[Stored data entries]

↓↓↓

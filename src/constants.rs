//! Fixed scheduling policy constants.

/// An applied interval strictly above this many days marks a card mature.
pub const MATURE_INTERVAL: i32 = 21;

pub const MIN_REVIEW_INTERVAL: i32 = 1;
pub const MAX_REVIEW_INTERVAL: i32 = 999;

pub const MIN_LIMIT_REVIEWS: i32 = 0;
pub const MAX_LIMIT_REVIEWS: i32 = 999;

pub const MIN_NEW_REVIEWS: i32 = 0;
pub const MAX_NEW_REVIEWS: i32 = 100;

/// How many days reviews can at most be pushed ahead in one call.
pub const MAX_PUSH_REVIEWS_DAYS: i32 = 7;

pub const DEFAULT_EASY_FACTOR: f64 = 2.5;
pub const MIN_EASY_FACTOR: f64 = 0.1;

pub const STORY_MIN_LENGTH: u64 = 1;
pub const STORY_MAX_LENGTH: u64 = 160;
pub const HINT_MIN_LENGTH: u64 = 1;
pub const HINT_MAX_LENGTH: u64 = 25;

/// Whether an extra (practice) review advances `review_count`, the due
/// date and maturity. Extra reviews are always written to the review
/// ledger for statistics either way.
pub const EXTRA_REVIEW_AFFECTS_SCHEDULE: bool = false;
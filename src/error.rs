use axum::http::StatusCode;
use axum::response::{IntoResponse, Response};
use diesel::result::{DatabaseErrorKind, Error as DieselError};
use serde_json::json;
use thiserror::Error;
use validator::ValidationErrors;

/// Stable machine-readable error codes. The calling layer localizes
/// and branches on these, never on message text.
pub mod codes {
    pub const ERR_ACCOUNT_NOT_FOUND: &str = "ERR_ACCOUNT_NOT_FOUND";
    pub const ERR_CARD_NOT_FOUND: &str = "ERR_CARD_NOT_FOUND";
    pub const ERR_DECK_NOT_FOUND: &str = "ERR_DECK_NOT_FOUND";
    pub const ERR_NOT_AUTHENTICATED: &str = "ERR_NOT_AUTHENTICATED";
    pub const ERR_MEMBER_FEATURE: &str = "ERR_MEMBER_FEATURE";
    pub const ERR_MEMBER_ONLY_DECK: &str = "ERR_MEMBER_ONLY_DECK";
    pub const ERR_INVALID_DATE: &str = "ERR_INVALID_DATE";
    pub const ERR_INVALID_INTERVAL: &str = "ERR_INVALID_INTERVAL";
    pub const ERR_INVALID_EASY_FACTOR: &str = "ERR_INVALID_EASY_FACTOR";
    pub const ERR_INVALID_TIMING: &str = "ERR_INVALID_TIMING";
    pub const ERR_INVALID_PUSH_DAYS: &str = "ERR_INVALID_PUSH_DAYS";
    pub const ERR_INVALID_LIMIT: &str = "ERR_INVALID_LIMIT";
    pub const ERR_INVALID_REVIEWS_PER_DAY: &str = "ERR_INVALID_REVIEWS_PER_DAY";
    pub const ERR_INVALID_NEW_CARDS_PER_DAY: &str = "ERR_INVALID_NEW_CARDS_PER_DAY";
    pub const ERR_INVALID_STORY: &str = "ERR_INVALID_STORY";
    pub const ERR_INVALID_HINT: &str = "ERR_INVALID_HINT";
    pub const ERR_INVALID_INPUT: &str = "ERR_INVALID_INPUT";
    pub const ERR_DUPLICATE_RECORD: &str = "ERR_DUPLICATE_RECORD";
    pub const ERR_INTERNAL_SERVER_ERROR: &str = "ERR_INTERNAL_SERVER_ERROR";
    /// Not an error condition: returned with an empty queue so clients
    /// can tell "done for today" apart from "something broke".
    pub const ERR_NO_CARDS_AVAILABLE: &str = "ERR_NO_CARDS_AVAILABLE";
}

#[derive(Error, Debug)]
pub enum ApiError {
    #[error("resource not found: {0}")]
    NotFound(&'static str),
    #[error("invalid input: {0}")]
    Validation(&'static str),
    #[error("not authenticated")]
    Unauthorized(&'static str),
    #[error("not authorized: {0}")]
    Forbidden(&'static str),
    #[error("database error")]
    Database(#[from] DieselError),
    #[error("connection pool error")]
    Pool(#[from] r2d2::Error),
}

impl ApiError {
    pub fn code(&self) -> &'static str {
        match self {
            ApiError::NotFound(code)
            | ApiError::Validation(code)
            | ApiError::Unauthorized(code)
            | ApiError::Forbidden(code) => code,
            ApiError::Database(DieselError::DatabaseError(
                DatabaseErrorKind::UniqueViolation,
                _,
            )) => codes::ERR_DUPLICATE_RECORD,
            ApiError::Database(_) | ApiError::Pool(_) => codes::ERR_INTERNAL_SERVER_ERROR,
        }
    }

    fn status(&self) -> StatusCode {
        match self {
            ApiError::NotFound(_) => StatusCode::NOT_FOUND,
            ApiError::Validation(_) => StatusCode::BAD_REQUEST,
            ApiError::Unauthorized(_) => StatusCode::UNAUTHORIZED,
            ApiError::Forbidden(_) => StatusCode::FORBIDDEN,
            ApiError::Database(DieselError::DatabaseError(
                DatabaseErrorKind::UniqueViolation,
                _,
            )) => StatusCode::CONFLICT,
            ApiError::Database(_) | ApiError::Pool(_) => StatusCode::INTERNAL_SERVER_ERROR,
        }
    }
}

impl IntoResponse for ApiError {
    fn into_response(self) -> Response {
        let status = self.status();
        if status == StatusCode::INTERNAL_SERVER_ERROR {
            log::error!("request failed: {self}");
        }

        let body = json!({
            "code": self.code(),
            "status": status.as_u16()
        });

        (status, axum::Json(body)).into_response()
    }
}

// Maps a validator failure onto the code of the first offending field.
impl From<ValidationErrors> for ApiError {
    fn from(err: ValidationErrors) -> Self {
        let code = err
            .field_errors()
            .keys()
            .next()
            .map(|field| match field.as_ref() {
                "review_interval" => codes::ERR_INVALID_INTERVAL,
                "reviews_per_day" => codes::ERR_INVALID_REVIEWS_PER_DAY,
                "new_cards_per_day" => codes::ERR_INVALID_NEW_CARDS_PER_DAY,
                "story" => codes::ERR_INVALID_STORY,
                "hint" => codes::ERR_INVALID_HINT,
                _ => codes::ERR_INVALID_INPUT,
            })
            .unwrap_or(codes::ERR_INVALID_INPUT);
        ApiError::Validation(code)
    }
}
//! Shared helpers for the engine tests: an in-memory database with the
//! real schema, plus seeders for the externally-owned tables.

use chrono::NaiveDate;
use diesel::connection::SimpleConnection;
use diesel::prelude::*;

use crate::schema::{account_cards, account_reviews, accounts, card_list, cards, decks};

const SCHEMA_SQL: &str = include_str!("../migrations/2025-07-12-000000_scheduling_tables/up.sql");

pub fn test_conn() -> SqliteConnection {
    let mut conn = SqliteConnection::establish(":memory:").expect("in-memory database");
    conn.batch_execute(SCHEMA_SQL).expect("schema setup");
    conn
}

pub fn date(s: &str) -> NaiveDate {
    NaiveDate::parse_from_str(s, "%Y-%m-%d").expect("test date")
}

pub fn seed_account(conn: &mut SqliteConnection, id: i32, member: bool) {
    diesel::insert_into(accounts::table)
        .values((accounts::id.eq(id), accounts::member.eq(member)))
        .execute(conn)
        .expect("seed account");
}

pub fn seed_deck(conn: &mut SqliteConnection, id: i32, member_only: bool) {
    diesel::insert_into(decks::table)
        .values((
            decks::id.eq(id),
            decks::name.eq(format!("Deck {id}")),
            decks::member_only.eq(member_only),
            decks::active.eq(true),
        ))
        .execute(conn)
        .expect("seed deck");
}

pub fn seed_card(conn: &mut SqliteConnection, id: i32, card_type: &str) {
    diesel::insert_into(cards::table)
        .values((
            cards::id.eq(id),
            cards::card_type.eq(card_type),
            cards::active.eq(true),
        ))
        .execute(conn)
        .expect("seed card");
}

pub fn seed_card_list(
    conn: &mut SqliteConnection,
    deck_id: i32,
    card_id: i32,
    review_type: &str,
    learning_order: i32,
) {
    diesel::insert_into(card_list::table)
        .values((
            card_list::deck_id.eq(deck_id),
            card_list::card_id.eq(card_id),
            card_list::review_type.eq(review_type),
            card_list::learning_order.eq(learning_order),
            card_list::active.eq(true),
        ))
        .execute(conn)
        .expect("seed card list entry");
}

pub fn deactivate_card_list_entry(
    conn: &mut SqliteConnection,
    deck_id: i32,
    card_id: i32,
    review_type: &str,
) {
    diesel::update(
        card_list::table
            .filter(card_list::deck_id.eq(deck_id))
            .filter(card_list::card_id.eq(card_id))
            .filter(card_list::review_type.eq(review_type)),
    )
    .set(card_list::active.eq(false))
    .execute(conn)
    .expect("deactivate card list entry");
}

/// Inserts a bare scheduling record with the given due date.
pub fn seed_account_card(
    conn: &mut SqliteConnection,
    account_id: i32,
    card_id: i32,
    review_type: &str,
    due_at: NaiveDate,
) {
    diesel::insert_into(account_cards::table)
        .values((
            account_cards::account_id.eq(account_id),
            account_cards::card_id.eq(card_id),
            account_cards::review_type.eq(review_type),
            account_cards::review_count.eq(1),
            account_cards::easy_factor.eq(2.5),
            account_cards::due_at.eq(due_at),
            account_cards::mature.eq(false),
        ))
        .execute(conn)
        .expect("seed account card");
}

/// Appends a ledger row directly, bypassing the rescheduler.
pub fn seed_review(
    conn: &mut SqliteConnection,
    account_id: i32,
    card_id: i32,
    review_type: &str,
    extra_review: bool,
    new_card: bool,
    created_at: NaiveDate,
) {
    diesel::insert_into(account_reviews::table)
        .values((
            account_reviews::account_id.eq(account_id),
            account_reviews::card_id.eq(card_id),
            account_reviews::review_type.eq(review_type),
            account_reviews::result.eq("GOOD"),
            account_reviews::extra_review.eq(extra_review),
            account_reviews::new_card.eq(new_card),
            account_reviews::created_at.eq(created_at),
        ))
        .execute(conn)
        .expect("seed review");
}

↑↑↑
↓↓↓

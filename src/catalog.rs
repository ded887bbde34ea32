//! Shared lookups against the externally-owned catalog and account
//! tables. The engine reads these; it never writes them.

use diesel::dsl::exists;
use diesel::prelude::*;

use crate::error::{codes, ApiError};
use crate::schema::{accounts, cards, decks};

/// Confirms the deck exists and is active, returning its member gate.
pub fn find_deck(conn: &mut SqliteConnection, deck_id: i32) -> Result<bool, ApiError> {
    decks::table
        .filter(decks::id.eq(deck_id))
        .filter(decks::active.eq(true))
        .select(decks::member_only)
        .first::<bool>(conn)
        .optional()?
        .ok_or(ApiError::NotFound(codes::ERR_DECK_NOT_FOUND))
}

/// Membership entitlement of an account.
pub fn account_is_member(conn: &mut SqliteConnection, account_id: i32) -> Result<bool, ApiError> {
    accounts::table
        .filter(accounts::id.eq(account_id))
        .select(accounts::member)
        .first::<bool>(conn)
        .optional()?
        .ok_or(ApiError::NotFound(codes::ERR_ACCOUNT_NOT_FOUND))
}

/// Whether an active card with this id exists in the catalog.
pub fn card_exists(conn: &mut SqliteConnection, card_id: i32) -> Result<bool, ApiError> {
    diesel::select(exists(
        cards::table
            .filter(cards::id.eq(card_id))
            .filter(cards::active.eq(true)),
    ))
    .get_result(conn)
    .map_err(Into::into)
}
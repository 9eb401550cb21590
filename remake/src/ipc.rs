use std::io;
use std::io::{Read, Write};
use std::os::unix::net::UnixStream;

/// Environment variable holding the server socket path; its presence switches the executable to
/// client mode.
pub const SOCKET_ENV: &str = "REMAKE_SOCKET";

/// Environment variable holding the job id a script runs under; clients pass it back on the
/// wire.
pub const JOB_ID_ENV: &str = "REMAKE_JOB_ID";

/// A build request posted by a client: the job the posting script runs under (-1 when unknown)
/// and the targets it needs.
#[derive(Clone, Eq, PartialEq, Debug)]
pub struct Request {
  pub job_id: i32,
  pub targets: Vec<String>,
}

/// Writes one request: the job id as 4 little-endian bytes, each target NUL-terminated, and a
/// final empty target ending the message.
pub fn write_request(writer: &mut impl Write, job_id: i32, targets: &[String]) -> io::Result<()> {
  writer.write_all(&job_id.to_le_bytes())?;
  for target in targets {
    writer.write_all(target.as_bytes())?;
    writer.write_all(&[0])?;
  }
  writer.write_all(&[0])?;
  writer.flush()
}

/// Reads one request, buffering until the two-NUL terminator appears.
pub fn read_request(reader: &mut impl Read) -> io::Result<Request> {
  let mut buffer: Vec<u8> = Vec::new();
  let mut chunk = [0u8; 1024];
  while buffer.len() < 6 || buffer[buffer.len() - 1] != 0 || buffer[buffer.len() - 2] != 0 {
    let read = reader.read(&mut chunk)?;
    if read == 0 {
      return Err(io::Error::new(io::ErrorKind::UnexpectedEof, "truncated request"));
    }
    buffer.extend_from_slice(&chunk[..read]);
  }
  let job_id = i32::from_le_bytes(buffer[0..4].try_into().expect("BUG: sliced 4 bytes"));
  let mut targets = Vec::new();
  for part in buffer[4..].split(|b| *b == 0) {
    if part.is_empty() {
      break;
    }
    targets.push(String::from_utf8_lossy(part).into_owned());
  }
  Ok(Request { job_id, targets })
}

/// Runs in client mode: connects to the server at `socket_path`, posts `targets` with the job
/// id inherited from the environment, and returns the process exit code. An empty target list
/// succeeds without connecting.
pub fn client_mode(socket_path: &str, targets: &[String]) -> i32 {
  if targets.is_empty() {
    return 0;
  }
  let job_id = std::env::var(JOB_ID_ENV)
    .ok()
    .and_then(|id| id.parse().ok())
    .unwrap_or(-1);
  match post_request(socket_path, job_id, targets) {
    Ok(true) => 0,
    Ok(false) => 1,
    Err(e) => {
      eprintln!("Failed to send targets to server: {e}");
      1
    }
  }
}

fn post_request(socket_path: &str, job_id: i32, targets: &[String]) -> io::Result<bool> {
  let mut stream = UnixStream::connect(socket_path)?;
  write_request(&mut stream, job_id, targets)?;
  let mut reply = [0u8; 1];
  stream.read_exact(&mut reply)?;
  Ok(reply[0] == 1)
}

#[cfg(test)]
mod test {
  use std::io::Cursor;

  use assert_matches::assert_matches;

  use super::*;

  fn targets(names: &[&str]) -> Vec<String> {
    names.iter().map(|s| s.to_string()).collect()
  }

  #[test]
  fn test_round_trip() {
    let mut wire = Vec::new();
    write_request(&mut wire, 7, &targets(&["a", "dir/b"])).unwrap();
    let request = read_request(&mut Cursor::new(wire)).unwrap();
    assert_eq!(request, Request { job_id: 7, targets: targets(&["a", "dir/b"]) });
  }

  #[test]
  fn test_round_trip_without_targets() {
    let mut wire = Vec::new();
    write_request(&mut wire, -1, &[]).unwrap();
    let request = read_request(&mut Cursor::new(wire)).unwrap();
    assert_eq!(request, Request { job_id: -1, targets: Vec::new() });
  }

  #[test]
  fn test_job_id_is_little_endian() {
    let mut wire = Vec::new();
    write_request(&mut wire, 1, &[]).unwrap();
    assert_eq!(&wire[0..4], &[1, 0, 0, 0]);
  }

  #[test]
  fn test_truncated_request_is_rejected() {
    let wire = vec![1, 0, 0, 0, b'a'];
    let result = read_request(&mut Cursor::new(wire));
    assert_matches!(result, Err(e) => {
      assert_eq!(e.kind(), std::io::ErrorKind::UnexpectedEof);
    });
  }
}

↑↑↑

PROBLEM DESCRIPTION: What you give back should be only the lines of the records above, starting at the line with "let mut buffer: Vec<u8> = Vec::new();" and ending at the line with "with the job", restated word for word.

EXERCISE ANSWER:
  let mut buffer: Vec<u8> = Vec::new();
  let mut chunk = [0u8; 1024];
  while buffer.len() < 6 || buffer[buffer.len() - 1] != 0 || buffer[buffer.len() - 2] != 0 {
    let read = reader.read(&mut chunk)?;
    if read == 0 {
      return Err(io::Error::new(io::ErrorKind::UnexpectedEof, "truncated request"));
    }
    buffer.extend_from_slice(&chunk[..read]);
  }
  let job_id = i32::from_le_bytes(buffer[0..4].try_into().expect("BUG: sliced 4 bytes"));
  let mut targets = Vec::new();
  for part in buffer[4..].split(|b| *b == 0) {
    if part.is_empty() {
      break;
    }
    targets.push(String::from_utf8_lossy(part).into_owned());
  }
  Ok(Request { job_id, targets })
}

/// Runs in client mode: connects to the server at `socket_path`, posts `targets` with the job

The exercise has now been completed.